Anterior Segment OCT (AS-OCT) imaging is a non-contact and non-invasive method for cross-sectional viewing of anterior segment structure, as shown in Fig. 1 (A). Anatomical structures, such as iris shape and anterior chamber angle (ACA), observed in AS-OCT play key roles in facilitating examination and diagnosis of angle-closure glaucoma [1, 2, 3]. Fig. 1 (B, C) show two AS-OCT images revealing open angle and angle-closure glaucoma, respectively. However, manual identification of angle-closure glaucoma is time consuming and prone to human error.To this end, automated extraction of morphological features, e.g., ACA, iris and other anterior segment structures, would benefit both clinical diagnosis and any automated screening system [4, 5, 6, 7].

Figure 1: For one AS-OCT volume (A), the open angle (B) and angle-closure (C) cases may appear in different sectors. A 3D volume is more suitable than a 2D image for supporting global analysis.

Epidemiological studies [8, 9] have established that quantitative iris parameters are independently related to narrow ACA, and an anteriorly-bowed iris may be related to the degree of angle-closure progression. Huang et al. [9] also suggest that morphological changes in the iris surface are an important sign, revealing and enabling the understanding of the pathogenesis of angle-closure glaucoma. As a result, automated extraction of the iris from the AS-OCT has become an active research area of significance for future diagnosis and prognosis. Ni et al. [10] assessed angle-closure glaucoma by computing mean iris curvature and the trapezoidal area of the iridocorneal angle, etc. Fu et al. [4] proposed a data-driven method of segmenting the cornea and iris, as well as measuring the clinical parameters essential to screen for glaucoma. Shang et al. [11]

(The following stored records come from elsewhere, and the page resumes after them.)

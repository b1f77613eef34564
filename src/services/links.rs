//! Detail link collection from listing pages.

use std::collections::HashSet;

use scraper::{Html, Selector};
use url::Url;

use crate::error::Result;
use crate::models::{LinkConfig, parse_selector};
use crate::utils::resolve_url;

/// Absolute URLs already visited during one run.
///
/// Owned by the control loop and dropped with it; nothing is persisted.
#[derive(Debug, Default, Clone)]
pub struct VisitedUrls {
    urls: HashSet<String>,
}

impl VisitedUrls {
    pub fn new() -> Self {
        Self::default()
    }

    /// Mark a URL as visited. Returns `false` if it already was.
    pub fn insert(&mut self, url: impl Into<String>) -> bool {
        self.urls.insert(url.into())
    }

    pub fn contains(&self, url: &str) -> bool {
        self.urls.contains(url)
    }

    pub fn len(&self) -> usize {
        self.urls.len()
    }

    pub fn is_empty(&self) -> bool {
        self.urls.is_empty()
    }
}

/// Collects organization detail links from a listing page.
pub struct LinkCollector {
    selectors: Vec<Selector>,
    path_segment: String,
}

impl LinkCollector {
    /// Compile the configured selector candidates.
    pub fn new(config: &LinkConfig) -> Result<Self> {
        let selectors = config
            .selectors
            .iter()
            .map(|s| parse_selector(s))
            .collect::<Result<Vec<_>>>()?;

        Ok(Self {
            selectors,
            path_segment: config.path_segment.clone(),
        })
    }

    /// Collect unseen detail URLs in first-seen order.
    ///
    /// Every selector candidate is applied and the results are unioned, so a
    /// link matched by several selectors appears once.
    pub fn collect(&self, document: &Html, page_url: &Url, visited: &VisitedUrls) -> Vec<String> {
        let mut seen = HashSet::new();
        let mut links = Vec::new();

        for selector in &self.selectors {
            for element in document.select(selector) {
                let Some(href) = element.value().attr("href") else {
                    continue;
                };
                let Some(absolute) = resolve_url(page_url, href) else {
                    continue;
                };
                if !self.is_detail_url(&absolute) || visited.contains(&absolute) {
                    continue;
                }
                if seen.insert(absolute.clone()) {
                    links.push(absolute);
                }
            }
        }

        log::debug!("Collected {} detail links from {}", links.len(), page_url);
        links
    }

    fn is_detail_url(&self, url: &str) -> bool {
        Url::parse(url).is_ok_and(|u| {
            matches!(u.scheme(), "http" | "https") && u.path().contains(&self.path_segment)
        })
    }
}

#[cfg(test)]
mod tests {
    use super::*;

    const LISTING: &str =
        "https://www.helloasso.com/e/recherche/associations?page=0&category_tags=bde";

    fn collector() -> LinkCollector {
        LinkCollector::new(&LinkConfig::default()).unwrap()
    }

    fn listing(anchors: &str) -> Html {
        Html::parse_document(&format!("<html><body>{anchors}</body></html>"))
    }

    const ANCHORS: &str = r#"
        <div class="association-card"><a href="/associations/bde-a">BDE A</a></div>
        <a href="https://www.helloasso.com/associations/bde-b">BDE B</a>
        <a href="/associations/bde-a">BDE A again</a>
        <a href="/e/recherche/associations?page=1">page 2</a>
        <a href="https://bde-site.fr">external</a>
        <div class="search-result"><a href="/associations/bde-c/evenements">C</a></div>
    "#;

    #[test]
    fn collects_resolved_unique_detail_links_in_order() {
        let page_url = Url::parse(LISTING).unwrap();
        let links = collector().collect(&listing(ANCHORS), &page_url, &VisitedUrls::new());
        assert_eq!(
            links,
            vec![
                "https://www.helloasso.com/associations/bde-a",
                "https://www.helloasso.com/associations/bde-b",
                "https://www.helloasso.com/associations/bde-c/evenements",
            ]
        );
    }

    #[test]
    fn duplicate_anchor_sets_collapse() {
        let page_url = Url::parse(LISTING).unwrap();
        let once = collector().collect(&listing(ANCHORS), &page_url, &VisitedUrls::new());
        let doubled = format!("{ANCHORS}{ANCHORS}");
        let twice = collector().collect(&listing(&doubled), &page_url, &VisitedUrls::new());
        assert_eq!(once, twice);
    }

    #[test]
    fn skips_visited_urls() {
        let page_url = Url::parse(LISTING).unwrap();
        let mut visited = VisitedUrls::new();
        assert!(visited.insert("https://www.helloasso.com/associations/bde-b"));
        assert!(!visited.insert("https://www.helloasso.com/associations/bde-b"));

        let links = collector().collect(&listing(ANCHORS), &page_url, &visited);
        assert_eq!(links.len(), 2);
        assert!(!links.iter().any(|l| l.ends_with("bde-b")));
    }

    #[test]
    fn empty_listing_yields_nothing() {
        let page_url = Url::parse(LISTING).unwrap();
        let links = collector().collect(&listing("<p>Aucun résultat</p>"), &page_url, &VisitedUrls::new());
        assert!(links.is_empty());
    }
}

presented a curvilinear structure filter based on the local phase tensor to extract the iris region, so as to further assist the diagnosis of angle-closure glaucoma. However, all of the aforementioned methods rely on 2D slices of AS-OCT, which are less useful in distinguishing the stages of angle-closure glaucoma. This may stem from the fact that AS-OCT provides only a single cross-sectional slice view across the anterior segment and, in consequence, all other slices are irrelevant to the task of determining angle status

[12]. In contrast, a comprehensive study of the global information provided by a 3D representation of the iris may improve measurement accuracy and robustness more significantly than conventional approaches that make use of only an individual 2D slice. Moreover, the occludable iridocorneal, or fully closed ACA leads to the presence of trabecular iris contact (TIC) and exacerbate the iris reconstruction problem.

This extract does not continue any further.